Dostoiévski não era estranho a essa armadilha. Em sua juventude, ele caiu sob a influência de um radical carismático, e sua estréia, Pobre Folk , é considerada uma espécie de arenga liberal. Alguns consideram este o primeiro "romance social" da Rússia. Demônios, portanto, carregam as marcas do encontro de seu autor com o fervor revolucionário de um século conturbado. Como observa o Sr. Pevear, é uma exploração não planejada, um "teste da verdade pela incorporação artística". A sátira mordaz de Dostoiévski não pode encobrir o fato de que ele também já esteve entre os possuídos.

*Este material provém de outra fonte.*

//! TF-IDF inverted index over search index records.

use crate::index::IndexStore;
use ahash::AHashMap;
use rust_stemmers::{Algorithm, Stemmer};
use serde::{Deserialize, Serialize};
use std::collections::HashMap;

use super::tokenize::{hash_term, tokenize_and_stem};

/// Term hash for fast lookup
type TermHash = u64;

/// Weight of title terms relative to body text.
const TITLE_WEIGHT: f32 = 2.0;
const TEXT_WEIGHT: f32 = 1.0;

/// A searchable term index with TF-IDF scoring.
///
/// Document ids are record positions in the [`IndexStore`] the index was built from.
#[derive(Debug, Clone, Default, PartialEq, Serialize, Deserialize)]
pub struct TermIndex {
    /// Map from term hash to (record position, tf_idf_score) pairs, sorted by score descending
    terms: HashMap<TermHash, Vec<(u32, f32)>>,
    /// Number of records indexed
    documents: usize,
}

impl TermIndex {
    /// Builds the index over every record's title and text.
    pub fn build(store: &IndexStore) -> Self {
        let mut builder = TermBuilder::new(store.len());
        for (position, record) in store.iter().enumerate() {
            builder.add_terms(&record.title, position, TITLE_WEIGHT);
            builder.add_terms(&record.text, position, TEXT_WEIGHT);
        }
        builder.finalize()
    }

    /// Scores records against the query terms.
    ///
    /// The query is tokenized and stemmed just like indexed text, so "solvers" matches
    /// "solver" and "SkipDEQ" matches both "skip" and "deq". Scores of all query terms
    /// are summed per record. Results are unordered.
    pub fn score(&self, query: &str) -> Vec<(usize, f32)> {
        let stemmer = Stemmer::create(Algorithm::English);
        let tokens = tokenize_and_stem(query, &stemmer);

        let mut combined: AHashMap<usize, f32> = AHashMap::new();
        for token in &tokens {
            if let Some(postings) = self.terms.get(&hash_term(token)) {
                for &(position, score) in postings {
                    *combined.entry(position as usize).or_insert(0.0) += score;
                }
            }
        }

        combined.into_iter().collect()
    }

    /// Get the number of unique terms in the index
    pub fn term_count(&self) -> usize {
        self.terms.len()
    }

    /// Get the number of records in the index
    pub fn document_count(&self) -> usize {
        self.documents
    }
}

/// Accumulates term frequencies before TF-IDF finalization.
struct TermBuilder {
    /// Flat map from (term_hash, position) → raw TF score
    term_docs: AHashMap<(TermHash, usize), f32>,
    /// Total term count per record, for length normalization
    doc_lengths: Vec<usize>,
    stemmer: Stemmer,
}

impl TermBuilder {
    fn new(documents: usize) -> Self {
        Self {
            term_docs: AHashMap::new(),
            doc_lengths: vec![0; documents],
            stemmer: Stemmer::create(Algorithm::English),
        }
    }

    /// TF score = term_count * weight.
    fn add_terms(&mut self, text: &str, position: usize, weight: f32) {
        let words = tokenize_and_stem(text, &self.stemmer);
        self.doc_lengths[position] += words.len();

        for word in words {
            *self
                .term_docs
                .entry((hash_term(&word), position))
                .or_insert(0.0) += weight;
        }
    }

    /// Uses TF-IDF = (1 + ln(tf_normalized)) * ln(1 + total_docs / doc_freq),
    /// where tf_normalized = tf / (doc_length / avg_doc_length).
    fn finalize(self) -> TermIndex {
        let start = std::time::Instant::now();
        let documents = self.doc_lengths.len();
        let total_docs = documents as f32;

        let non_empty = self.doc_lengths.iter().filter(|&&len| len > 0).count();
        let avg_doc_length = if non_empty > 0 {
            self.doc_lengths.iter().sum::<usize>() as f32 / non_empty as f32
        } else {
            1.0
        };

        let mut grouped: AHashMap<TermHash, Vec<(usize, f32)>> = AHashMap::new();
        let pairs = self.term_docs.len();
        for ((term_hash, position), tf) in self.term_docs {
            grouped.entry(term_hash).or_default().push((position, tf));
        }

        let mut terms: HashMap<TermHash, Vec<(u32, f32)>> = HashMap::with_capacity(grouped.len());
        for (term_hash, postings) in grouped {
            let idf = (1.0 + total_docs / postings.len() as f32).ln();

            let mut scored: Vec<(u32, f32)> = postings
                .into_iter()
                .map(|(position, tf)| {
                    let length_norm = self.doc_lengths[position] as f32 / avg_doc_length;
                    // Clamp so very short records are not over-rewarded
                    let tf_normalized = tf / length_norm.max(0.5);
                    let score = (1.0 + tf_normalized.ln()).max(0.1) * idf;
                    (position as u32, score)
                })
                .collect();

            scored.sort_by(|(a_pos, a), (b_pos, b)| b.total_cmp(a).then(a_pos.cmp(b_pos)));
            terms.insert(term_hash, scored);
        }

        let index = TermIndex { terms, documents };
        tracing::debug!(
            "Built term index: {} unique terms, {} records, {} term-record pairs in {:?}",
            index.term_count(),
            index.document_count(),
            pairs,
            start.elapsed()
        );
        index
    }
}

#[cfg(test)]
mod tests {
    use super::*;
    use crate::index::IndexStore;
    use assert2::check;

    fn store() -> IndexStore {
        IndexStore::load(
            r#"{"docs":[
            {"location":"a","page":"Solvers","title":"BroydenSolver","text":"Broyden solver for discrete DEQs.","category":"type"},
            {"location":"b","page":"Solvers","title":"Solvers","text":"","category":"page"},
            {"location":"c","page":"Layers","title":"DeepEquilibriumNetwork","text":"Uses a solver to find the fixed point.","category":"type"}
        ]}"#,
        )
        .unwrap()
    }

    #[test]
    fn test_counts() {
        let index = TermIndex::build(&store());
        check!(index.document_count() == 3);
        check!(index.term_count() > 5);
    }

    #[test]
    fn test_score_matches_stemmed_terms() {
        let index = TermIndex::build(&store());
        let mut positions: Vec<usize> = index
            .score("solvers")
            .into_iter()
            .map(|(position, _)| position)
            .collect();
        positions.sort_unstable();
        check!(positions == vec![0, 1, 2]);
    }

    #[test]
    fn test_terms_resolve_to_their_records() {
        let index = TermIndex::build(&store());
        let scores: AHashMap<usize, f32> = index.score("equilibrium").into_iter().collect();
        check!(scores.len() == 1);
        check!(scores.contains_key(&2));

        let scores: AHashMap<usize, f32> = index.score("broyden").into_iter().collect();
        check!(scores.len() == 1);
        check!(scores.get(&0).copied().unwrap_or_default() > 0.0);
    }

    #[test]
    fn test_stop_word_query_scores_nothing() {
        let index = TermIndex::build(&store());
        check!(index.score("the of a").is_empty());
        check!(index.score("").is_empty());
    }

    #[test]
    fn test_empty_store() {
        let index = TermIndex::build(&IndexStore::default());
        check!(index.document_count() == 0);
        check!(index.score("anything").is_empty());
    }
}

Talvez seja por isso que este romance continua relevante mais de um século depois de ter sido escrito. Os Demônios convida os leitores a uma sinfonia melancólica de autorreflexão. Seria um erro concluir que Dostoiévski tem a solução para qualquer uma das questões que um Ocidente cada vez mais dividido enfrenta. No entanto, à medida que seus diálogos furiosos revelam a verdadeira forma do espírito da época, fica muito mais fácil expulsá-lo.
A imagem apresentada é “The Desperate Man” (c. 1843) de Gustave Courbet (1819–1877).